AMD also has hardware support for raytracing and both are using the same API for raytracing. Nvidia just has a head start and deeper pockets.
This isn’t Cuda or Gameworks where the features depend on Nvidia hardware, it’s more like Tessellation where they can both do it but Nvidia cards did it better so they pushed developers into adding it into games.
as someone who has worked in visual fx for 20 years now, including on over 15 films and 8 games, raytracing is most definitely not simply a marketing tool.
Ray tracing is cool, problem is, it is still in beta basically. Once hardware catches up and you can still get good FPS then it won’t be an annoyance
Meme creator is clearly blind.
I never turn it on, the visual difference is too unimportant to warrant such a huge cost in hardware resources (and temperature). It looks different if you have side-by-side screenshots, or if you turn it off and on in-game, but if the difference is several orders of magnitude too slight to be worth it. Higher frames-per-second is more important than realistically-simulated light beams. You can’t really have both in large AAA games.
Soooo, there’s a missing part here. The point (and drive) behind raytracing isn’t making games beautiful, it’s making them cheaper and less man-hour intensive to make/maintain.
The engine guys spend manyears every year working on that non-raytraced engine so it can do 150. They’ve done every cheat, every side step, and spent every minute possible making it look like they haven’t done anything at all.
The idea is that they stop making/updating/supporting non-raytracing engines and let the GPU’s pick up the slack. Then using AI to artificially ‘upgrade’ the frame rate with interpolation.
It’s like when the unity game engine came out, somehow IMO, instead of having to program the whole thing up to your specific game, now everyone could make a 3D platformer.
It does, again IMO, take the soul out of games.
To see how far rasterization has been stretched, and how that holds back development - Path of Exile 2 has a tech talk about their bare minimum settings. Artists weren’t allowed to rely on anything that could be turned off.
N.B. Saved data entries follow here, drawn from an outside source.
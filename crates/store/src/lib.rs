//! Repository interfaces for the orchestration core, plus the in-memory
//! reference implementation.
//!
//! The core persists three families of entities: tasks, accounts and keyword
//! dictionaries. Adapters for embedded/document databases implement the
//! traits in this crate; the engine only ever sees `Arc<dyn …>`.

mod error;
mod memory;
mod repos;

pub use error::StoreError;
pub use memory::MemoryStore;
pub use repos::{AccountRepository, DictionaryRepository, TaskQuery, TaskRepository};

/// Convenience alias used by repository methods.
pub type StoreResult<T> = Result<T, StoreError>;
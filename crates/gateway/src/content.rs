//! Content parsers for upstream messages.
//!
//! Upstream messages carry their semantics in the text: the `**prompt**`
//! header, the `(NN%)` progress marker, lifecycle markers like
//! `(Waiting to start)`, and numbered prompt lines in describe/shorten
//! replies. The grid hash rides in the attachment URL filename.

use std::sync::LazyLock;

use regex::Regex;

/// The four accepted `**prompt** - …` header shapes, tried in order.
/// The first match wins; the order must not be changed.
static HEADER_PATTERNS: LazyLock<[Regex; 4]> = LazyLock::new(|| {
    [
        Regex::new(r"\*\*(.*)\*\* - (.*?)<@\d+> \((.*?)\)").expect("valid regex"),
        Regex::new(r"\*\*(.*)\*\* - <@\d+> \((.*?)\)").expect("valid regex"),
        Regex::new(r"\*\*(.*)\*\* - Variations by <@\d+> \((.*?)\)").expect("valid regex"),
        Regex::new(r"\*\*(.*)\*\* - Variations \(.*?\) by <@\d+> \((.*?)\)").expect("valid regex"),
    ]
});

/// `(NN%)` progress marker.
static PROGRESS_RE: LazyLock<Regex> =
    LazyLock::new(|| Regex::new(r"\((\d{1,3}%)\)").expect("valid regex"));

/// Seed value in a seed-reply direct message.
static SEED_RE: LazyLock<Regex> =
    LazyLock::new(|| Regex::new(r"(?i)seed[:\s*]+(\d+)").expect("valid regex"));

/// Marker on the placeholder message posted before rendering starts.
pub const WAITING_TO_START: &str = "(Waiting to start)";

/// Marker on a message for a job that was stopped upstream.
pub const STOPPED: &str = "(Stopped)";

/// Anchor line required in shorten replies before prompt lines count.
pub const SHORTENED_PROMPTS_ANCHOR: &str = "Shortened prompts";

/// Content markers that mean the job failed upstream.
const ERROR_MARKERS: &[&str] = &[
    "Action needed to continue",
    "Pending mod message",
    "Blocked",
    "Banned prompt",
    "Invalid prompt",
    "Invalid parameter",
    "Invalid link",
    "Sorry! Could not complete the job",
    "Queue full",
];

/// Prompt and trailing status extracted from a message header.
#[derive(Debug, Clone, PartialEq, Eq)]
pub struct ContentHeader {
    /// Text between the `**` markers — the upstream's final prompt.
    pub prompt: String,
    /// Text of the trailing parenthesis (`fast`, `relaxed`, `Stopped`…).
    pub status: String,
}

/// Try the four header shapes in order and return the first match.
pub fn parse_content_header(content: &str) -> Option<ContentHeader> {
    for pattern in HEADER_PATTERNS.iter() {
        if let Some(captures) = pattern.captures(content) {
            let prompt = captures.get(1)?.as_str().to_string();
            // The status is always the last capture group of the shape.
            let status = captures
                .get(captures.len() - 1)?
                .as_str()
                .to_string();
            return Some(ContentHeader { prompt, status });
        }
    }
    None
}

/// Grid image hash: the attachment URL filename segment after the last `_`
/// and before the last `.`.
pub fn parse_message_hash(url: &str) -> Option<String> {
    let tail = url.rsplit('_').next()?;
    if tail.len() == url.len() {
        // No underscore in the URL at all.
        return None;
    }
    let hash = tail.rsplit_once('.').map(|(stem, _)| stem).unwrap_or(tail);
    (!hash.is_empty()).then(|| hash.to_string())
}

/// Extract the `(NN%)` progress marker, if present.
pub fn parse_progress(content: &str) -> Option<String> {
    PROGRESS_RE
        .captures(content)
        .and_then(|c| c.get(1))
        .map(|m| m.as_str().to_string())
}

/// Extract the seed value from a seed-reply message.
pub fn parse_seed(content: &str) -> Option<String> {
    SEED_RE
        .captures(content)
        .and_then(|c| c.get(1))
        .map(|m| m.as_str().to_string())
}

/// Whether the content carries one of the known failure markers; returns
/// the matched marker as the failure reason.
pub fn error_reason(content: &str) -> Option<String> {
    if content.contains(STOPPED) {
        return Some("Stopped".to_string());
    }
    ERROR_MARKERS
        .iter()
        .find(|marker| content.contains(**marker))
        .map(|marker| (*marker).to_string())
}

/// Strip the leading emoji/number token (`1️⃣`, `2.`, …) from a prompt line.
fn strip_leading_token(line: &str) -> &str {
    let trimmed = line.trim();
    match trimmed.split_once(char::is_whitespace) {
        Some((token, rest)) if token.starts_with(|c: char| c.is_ascii_digit()) => rest.trim(),
        _ => trimmed,
    }
}

/// N-th (1-based) numbered prompt line of a describe reply.
pub fn extract_numbered_line(content: &str, n: u8) -> Option<String> {
    numbered_lines(content)
        .nth(usize::from(n).checked_sub(1)?)
        .map(str::to_string)
}

/// N-th (1-based) prompt line of a shorten reply.
///
/// The reply must carry the "Shortened prompts" anchor; without it the
/// extraction reports nothing rather than falling through to raw content.
pub fn extract_shortened_prompt(content: &str, n: u8) -> Option<String> {
    let (_, after_anchor) = content.split_once(SHORTENED_PROMPTS_ANCHOR)?;
    extract_numbered_line(after_anchor, n)
}

/// Lines that begin with a number token, with the token stripped.
fn numbered_lines(text: &str) -> impl Iterator<Item = &str> {
    text.lines()
        .map(str::trim)
        .filter(|line| line.starts_with(|c: char| c.is_ascii_digit()))
        .map(strip_leading_token)
        .filter(|line| !line.is_empty())
}

// ---------------------------------------------------------------------------
// Tests
// ---------------------------------------------------------------------------
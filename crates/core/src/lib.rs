//! Pure domain logic for the atelier drawing-task orchestration core.
//!
//! This crate has **zero internal dependencies** so it can be used by the
//! store, gateway and engine crates alike. Everything here is synchronous
//! and side-effect free apart from the id/nonce counters in [`types`].

pub mod account;
pub mod banned;
pub mod custom_id;
pub mod domain;
pub mod error;
pub mod selection;
pub mod state_machine;
pub mod submit;
pub mod task;
pub mod types;

pub use error::CoreError;
pub use submit::{Message, SubmitCode, SubmitResult};
pub use task::{BackendFamily, BotFamily, SpeedMode, Task, TaskAction, TaskStatus};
They begged the programmers for specific gimmicks, and turned that cheap nonsense into a million blades of grass, raymarched cracks in translucent ice, and soft shadows with no Peter Panning.
Or, picking one specific trick: ambient occlusion was half of why Crysis humbled $5,000 PCs. There’s a slide deck for how a superior version of the same effect was achieved in Toy Story 3 on the Wii.
Real-time raytracing was unobtanium for decades because we kept moving the goalposts. The entire 3D games industry is built on cheating around simple parallel techniques being too expensive. By the time hardware catches up to where doing something the simple way is feasible, complex software has faked a wild variety of other effects. Meanwhile: games are designed to rely on what’s available. All of the tells for proper path-traced lighting have either been faked or avoided. Games don’t even do mirrors, anymore.
There’s a reason RTX shows off games from the late 1900s.
It’s not just a time limitation either tho, it also opens up a lot of room for artistic direction and game design
I don’t think you could possibly make something like Control’s shiny black blocks world look decent without raytraced reflections.
Also anything with significantly large dynamic geometry usually either needs like half of the level file size to be duplicated for every possible state, or some form of raytracing, to work at all. (There’s also things like voxel cone tracing that do their own optimized tracing but they also don’t really work in 100% of situations and come with their own visual downsides)
Don’t forget that temporal smear. I like to apply vaseline directly onto my monitor instead.
Don’t forget the 10 shadow copies of my car/weapon following me around. It’s like someone really liked having a trailing mouse cursor and thought everything should have it
Skyrim has “ray traced” shadows in certain places and works great. I was in a cave once and hiding behind a cliff. An enemy was wandering around the next room and I was able to use the shadow cast on him by a torch to observe his movements without having his actual body in my field of view.
All this modern RT nonsense does is make things look slightly better than screen space reflections and tank performance.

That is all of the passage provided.